As for coming out of things smelling like roses, your Inquisition can have that at the end of the game, but may I ask how believable that is? When has that ever been true of any power? There are also several war table operations that can have rather satisfying outcomes and no downsides, depending on who you choose for the operation, and everyone's happy if you...
I completely skipped this yesterday, my apologies.
I felt disconnected to the decisions in Orlais and I was completely uncaring of who ruled. I do think that much of this has to do with the fact that these characters and their strife comes from Cannon ie a novel written completely outside the game.
Furthermore, The game had done little to this point to assure me that I was under threat from anything so I didn't see why I needed assistance from Orlais. I didn't do The Winter Palance until I had traipsed through The Exalted Plains and The Emerald Graves. In doing so I had already fiixed all the problems that the bungling Nobles had caused in the first place by being so divided and letting Cory and his men fool them. So by the time I got to the palace I was more like "Why do I need any of you idiots?" rather than "Ooh, let me gain support for the Inquisition" so all of the role playing and decision making was coming from a version of me that was very much out of touch with what I had done in the game.
This left me completely "meh" about who was leader, I didn't need to pick the right one, I just needed another person like me. I needed another symbol that the people of Orlais would blindly follow. So in effect, the entire exercise felt void and barren for me, because it didnt matter which was selected, every one of them did something bad to the country and or themselves no matter what decision you made and none of the game play took into account that I had already gone through and saved their garrisons, freed their ramparts, exiled their traitors, ended the black market mining operation and liberated their lesser nobles. So yeah..how am I supposed to feel connected to this event when I have already fixed most of these issues they are talking about and they don't even know?

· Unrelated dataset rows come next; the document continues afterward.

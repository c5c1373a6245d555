use thiserror::Error;

/// A computation yielded a plain value where a pending operation was required.
#[derive(Debug, Clone, PartialEq, Eq, Error)]
#[error("computation yielded a plain value at step {step} instead of a pending operation")]
pub struct ContractViolation {
    /// 1-based index of the advance that produced the bare value.
    pub step: usize,
}

/// Why a launch was rejected.
#[derive(Debug, Error)]
pub enum DriveError<E> {
    /// An operation failure the computation did not recover from, or an error the
    /// computation raised itself. Carried unchanged.
    #[error("{0}")]
    Failed(E),
    #[error(transparent)]
    ContractViolation(#[from] ContractViolation),
    /// The factory failed before any step ran.
    #[error("computation factory failed: {0}")]
    Factory(E),
    /// The driving task ended without settling (no runtime to spawn on, runtime
    /// shutdown, or a panic inside the computation).
    #[error("computation was abandoned before settling")]
    Abandoned,
}

impl<E> DriveError<E> {
    #[must_use]
    pub const fn kind(&self) -> &'static str {
        match self {
            DriveError::Failed(_) => "failed",
            DriveError::ContractViolation(_) => "contract_violation",
            DriveError::Factory(_) => "factory",
            DriveError::Abandoned => "abandoned",
        }
    }

    /// The underlying failure, for the variants that carry one.
    pub fn into_failure(self) -> Option<E> {
        match self {
            DriveError::Failed(e) | DriveError::Factory(e) => Some(e),
            DriveError::ContractViolation(_) | DriveError::Abandoned => None,
        }
    }

    pub fn map_failure<E2>(self, f: impl FnOnce(E) -> E2) -> DriveError<E2> {
        match self {
            DriveError::Failed(e) => DriveError::Failed(f(e)),
            DriveError::Factory(e) => DriveError::Factory(f(e)),
            DriveError::ContractViolation(v) => DriveError::ContractViolation(v),
            DriveError::Abandoned => DriveError::Abandoned,
        }
    }
}

/// Final state of a driven computation. Exactly one is produced per drive.
#[derive(Debug)]
pub enum Outcome<T, E> {
    Resolved(T),
    Rejected(DriveError<E>),
}

impl<T, E> Outcome<T, E> {
    #[must_use]
    pub const fn is_resolved(&self) -> bool {
        matches!(self, Outcome::Resolved(_))
    }

    pub fn into_result(self) -> Result<T, DriveError<E>> {
        match self {
            Outcome::Resolved(value) => Ok(value),
            Outcome::Rejected(error) => Err(error),
        }
    }
}
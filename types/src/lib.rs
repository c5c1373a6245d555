//! Core domain types for Moss.
//!
//! This crate contains pure domain types with no IO, no async, and minimal dependencies.
//! Everything here can be used from any layer of the application.

#![allow(clippy::missing_errors_doc)]

mod ids;
pub use ids::ItemId;

use serde::{Deserialize, Serialize};
use thiserror::Error;

// ============================================================================
// Todo Items
// ============================================================================

/// Progress state of a todo item.
///
/// Stored remotely as its integer code. Cycling wraps from `Complete` back to
/// `Incomplete`; there is no way to reach the "none" code through the cycle.
#[derive(Debug, Clone, Copy, PartialEq, Eq, Hash, Default, Serialize, Deserialize)]
#[serde(try_from = "u8", into = "u8")]
pub enum ItemState {
    #[default]
    Incomplete,
    InProgress,
    Complete,
}

#[derive(Debug, Error, PartialEq, Eq)]
#[error("unknown item state code {0}")]
pub struct ItemStateError(pub u8);

impl ItemState {
    #[must_use]
    pub const fn code(self) -> u8 {
        match self {
            ItemState::Incomplete => 1,
            ItemState::InProgress => 2,
            ItemState::Complete => 3,
        }
    }

    #[must_use]
    pub const fn next(self) -> Self {
        match self {
            ItemState::Incomplete => ItemState::InProgress,
            ItemState::InProgress => ItemState::Complete,
            ItemState::Complete => ItemState::Incomplete,
        }
    }

    #[must_use]
    pub const fn label(self) -> &'static str {
        match self {
            ItemState::Incomplete => "incomplete",
            ItemState::InProgress => "in progress",
            ItemState::Complete => "complete",
        }
    }
}

impl TryFrom<u8> for ItemState {
    type Error = ItemStateError;

    fn try_from(value: u8) -> Result<Self, Self::Error> {
        match value {
            1 => Ok(ItemState::Incomplete),
            2 => Ok(ItemState::InProgress),
            3 => Ok(ItemState::Complete),
            other => Err(ItemStateError(other)),
        }
    }
}

impl From<ItemState> for u8 {
    fn from(value: ItemState) -> Self {
        value.code()
    }
}

/// A single todo item as held locally and stored in the remote document.
#[derive(Debug, Clone, PartialEq, Eq, Serialize, Deserialize)]
#[serde(rename_all = "camelCase")]
pub struct TodoItem {
    pub guid: ItemId,
    #[serde(default)]
    pub value: String,
    #[serde(default)]
    pub is_done: bool,
    #[serde(default)]
    pub state: ItemState,
}

impl TodoItem {
    /// New incomplete item with a freshly generated id.
    #[must_use]
    pub fn new(value: impl Into<String>) -> Self {
        Self {
            guid: ItemId::generate(),
            value: value.into(),
            is_done: false,
            state: ItemState::Incomplete,
        }
    }
}

// ============================================================================
// Access Keys
// ============================================================================

/// A credential appended to the remote base address.
///
/// Note: `Debug` is manually implemented to redact the key value, preventing accidental
/// credential disclosure in logs or error messages.
#[derive(Clone, PartialEq, Eq)]
pub struct AccessKey(String);

impl std::fmt::Debug for AccessKey {
    fn fmt(&self, f: &mut std::fmt::Formatter<'_>) -> std::fmt::Result {
        write!(f, "AccessKey(<redacted>)")
    }
}

#[derive(Debug, Error)]
#[error("access key must not be empty")]
pub struct EmptyKeyError;

impl AccessKey {
    pub fn new(value: impl Into<String>) -> Result<Self, EmptyKeyError> {
        let value = value.into();
        let trimmed = value.trim();
        if trimmed.is_empty() {
            return Err(EmptyKeyError);
        }
        Ok(Self(trimmed.to_string()))
    }

    #[must_use]
    pub fn expose_secret(&self) -> &str {
        &self.0
    }
}

/// The caller-held key pair: the public key reads, the private key administers.
#[derive(Debug, Clone, PartialEq, Eq)]
pub struct KeyPair {
    pub public: AccessKey,
    pub private: AccessKey,
}

impl KeyPair {
    #[must_use]
    pub fn new(public: AccessKey, private: AccessKey) -> Self {
        Self { public, private }
    }
}

// ============================================================================
// Patch Instructions
// ============================================================================

/// A single field-level edit applied to the remote document.
///
/// Serializes as `{"function": "set" | "toggle" | "unset", "key": ..., "value"?: ...}`.
#[derive(Debug, Clone, PartialEq, Serialize, Deserialize)]
#[serde(tag = "function", rename_all = "lowercase")]
pub enum Instruction {
    Set {
        key: String,
        value: serde_json::Value,
    },
    Toggle {
        key: String,
    },
    Unset {
        key: String,
    },
}

impl Instruction {
    #[must_use]
    pub fn key(&self) -> &str {
        match self {
            Instruction::Set { key, .. }
            | Instruction::Toggle { key }
            | Instruction::Unset { key } => key,
        }
    }
}
//! Mock remote service shared by the computation tests.

use std::time::Duration;

use moss_remote::{RemoteClient, RemoteSettings, RetryConfig};
use moss_types::{AccessKey, KeyPair};
use serde_json::{Value, json};
use wiremock::matchers::{method, path};
use wiremock::{Mock, MockServer, ResponseTemplate};

use crate::remote::RemoteContext;

pub(crate) const PUBLIC: &str = "pub-key";
pub(crate) const PRIVATE: &str = "priv-key";

pub(crate) fn id_envelope(id: &str) -> Value {
    json!({"data": {"mossByte": {"id": id}}})
}

/// A stored document with id `db-1` holding `object`.
pub(crate) fn document(object: Value) -> Value {
    json!({"data": {"mossByte": {"id": "db-1", "object": object}}})
}

pub(crate) fn status(text: &str) -> Value {
    json!({"status": text})
}

pub(crate) struct MockRemote {
    pub(crate) server: MockServer,
}

impl MockRemote {
    pub(crate) async fn start() -> Self {
        Self {
            server: MockServer::start().await,
        }
    }

    pub(crate) fn client(&self) -> RemoteClient {
        let mut settings = RemoteSettings::new(format!("{}/api/v1/", self.server.uri()));
        settings.retry = RetryConfig {
            max_retries: 1,
            initial_delay: Duration::from_millis(1),
            max_delay: Duration::from_millis(5),
            jitter_factor: 0.0,
        };
        RemoteClient::new(settings).unwrap()
    }

    pub(crate) fn keys() -> KeyPair {
        KeyPair::new(
            AccessKey::new(PUBLIC).unwrap(),
            AccessKey::new(PRIVATE).unwrap(),
        )
    }

    pub(crate) fn context(&self) -> RemoteContext {
        RemoteContext::new(self.client(), Self::keys())
    }

    pub(crate) async fn on_public(&self, verb: &str, response: ResponseTemplate) {
        self.on(verb, PUBLIC, response).await;
    }

    pub(crate) async fn on_private(&self, verb: &str, response: ResponseTemplate) {
        self.on(verb, PRIVATE, response).await;
    }

    /// Fail the test if any `verb` request arrives.
    pub(crate) async fn never(&self, verb: &str) {
        Mock::given(method(verb))
            .respond_with(ResponseTemplate::new(500))
            .expect(0)
            .mount(&self.server)
            .await;
    }

    pub(crate) async fn request_count(&self, verb: &str) -> usize {
        self.server
            .received_requests()
            .await
            .unwrap_or_default()
            .iter()
            .filter(|request| request.method.as_str() == verb)
            .count()
    }

    /// Body of the last `verb` request, parsed as JSON.
    pub(crate) async fn last_body(&self, verb: &str) -> Value {
        let requests = self.server.received_requests().await.unwrap_or_default();
        let request = requests
            .iter()
            .rev()
            .find(|request| request.method.as_str() == verb)
            .unwrap_or_else(|| panic!("no {verb} request received"));
        serde_json::from_slice(&request.body).unwrap()
    }

    async fn on(&self, verb: &str, key: &str, response: ResponseTemplate) {
        Mock::given(method(verb))
            .and(path(format!("/api/v1/{key}")))
            .respond_with(response)
            .mount(&self.server)
            .await;
    }
}
//! Shape checks for remote payloads.
//!
//! Remote documents are untyped JSON; these tell "a real payload" apart from
//! "no payload" before anything tries to unpack it.

use serde_json::Value;

/// True for a keyed mapping. Lists, `null`, and scalars (including date strings) are not records.
#[must_use]
pub fn is_plain_record(value: &Value) -> bool {
    matches!(value, Value::Object(_))
}

/// True for an ordered sequence.
#[must_use]
pub fn is_plain_list(value: &Value) -> bool {
    matches!(value, Value::Array(_))
}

People talk about DAO that its the same and nothing is better, well if you went to the Tower of Mages first..Redcliffe knew about it and it changed what you could do. When you go through and repair Orlais, the nobles have no clue what you have done, it changes absolutely nothing.
As for the assassination, honestly for me it didn't matter. I don't see how that is evil or good, its either self defense, protection or embarrassing her by beating her at the game. Beating her at the game gets you some cool style points, but you lose the great unique dagger that she drops when she dies. None of this affected how my character feels, it just seems like a hoop I have to jump through because the game doesnt realize I have already fixed these problems. I guess for me these choices weren't about feelings, they were about economics.
As for realism vs all good, all bad, grey etc. My take is this, I don't need staunch realism in my fantasy. All I need is for my fantasy to retain its own rules once it has created them. I prefer to have the choice to come out all good, or all bad if its feasible and in many instances in this game..it certainly looks feasible. It just seems like I am being blocked by an invisible wall of narration that says "This is a game about big decisions and the consequences. There must always be a balance, you have to sacrifice something because I say so"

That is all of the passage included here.